- _What you are asked to do_: Going through the data below, copy out each line where the word "eprintln" shows up.

- _Material provided_:
%%

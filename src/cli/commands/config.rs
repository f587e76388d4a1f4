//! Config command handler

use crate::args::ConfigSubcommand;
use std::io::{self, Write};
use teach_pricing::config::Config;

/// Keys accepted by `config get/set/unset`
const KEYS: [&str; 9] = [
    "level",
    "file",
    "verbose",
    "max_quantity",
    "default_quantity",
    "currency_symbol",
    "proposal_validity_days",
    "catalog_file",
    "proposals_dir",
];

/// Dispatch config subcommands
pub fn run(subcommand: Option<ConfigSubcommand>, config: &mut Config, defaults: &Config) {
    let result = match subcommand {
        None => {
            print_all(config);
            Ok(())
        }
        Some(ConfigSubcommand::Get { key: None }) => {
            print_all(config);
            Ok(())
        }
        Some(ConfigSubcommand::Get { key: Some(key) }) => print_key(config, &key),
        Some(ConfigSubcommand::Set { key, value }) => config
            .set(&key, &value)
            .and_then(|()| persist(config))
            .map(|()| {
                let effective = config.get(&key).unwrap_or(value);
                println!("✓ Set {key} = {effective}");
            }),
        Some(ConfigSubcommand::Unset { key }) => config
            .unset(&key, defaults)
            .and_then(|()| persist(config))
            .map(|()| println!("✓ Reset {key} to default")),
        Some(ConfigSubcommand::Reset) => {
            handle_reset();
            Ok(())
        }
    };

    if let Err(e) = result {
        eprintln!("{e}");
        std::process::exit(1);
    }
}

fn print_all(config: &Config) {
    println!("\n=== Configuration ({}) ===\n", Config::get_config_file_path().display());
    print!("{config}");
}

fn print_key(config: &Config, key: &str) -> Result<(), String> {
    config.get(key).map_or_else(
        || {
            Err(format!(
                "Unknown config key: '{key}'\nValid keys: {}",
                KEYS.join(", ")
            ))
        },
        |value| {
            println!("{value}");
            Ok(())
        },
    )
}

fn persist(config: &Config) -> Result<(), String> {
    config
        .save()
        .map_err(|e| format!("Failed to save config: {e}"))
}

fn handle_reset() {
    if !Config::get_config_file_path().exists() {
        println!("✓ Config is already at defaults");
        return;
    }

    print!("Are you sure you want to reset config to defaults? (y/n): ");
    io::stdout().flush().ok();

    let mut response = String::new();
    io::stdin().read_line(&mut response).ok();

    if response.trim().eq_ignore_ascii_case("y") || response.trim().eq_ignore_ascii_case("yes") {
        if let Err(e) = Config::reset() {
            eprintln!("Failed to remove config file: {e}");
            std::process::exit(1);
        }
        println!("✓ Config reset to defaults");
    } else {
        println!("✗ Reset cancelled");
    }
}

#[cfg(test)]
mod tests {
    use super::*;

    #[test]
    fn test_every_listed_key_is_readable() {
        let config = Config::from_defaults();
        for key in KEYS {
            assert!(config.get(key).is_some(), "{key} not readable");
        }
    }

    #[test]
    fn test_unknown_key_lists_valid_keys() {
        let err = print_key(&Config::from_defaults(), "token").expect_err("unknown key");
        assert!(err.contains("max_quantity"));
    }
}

%%

- _Solution for this problem_:
        eprintln!("{e}");
            eprintln!("Failed to remove config file: {e}");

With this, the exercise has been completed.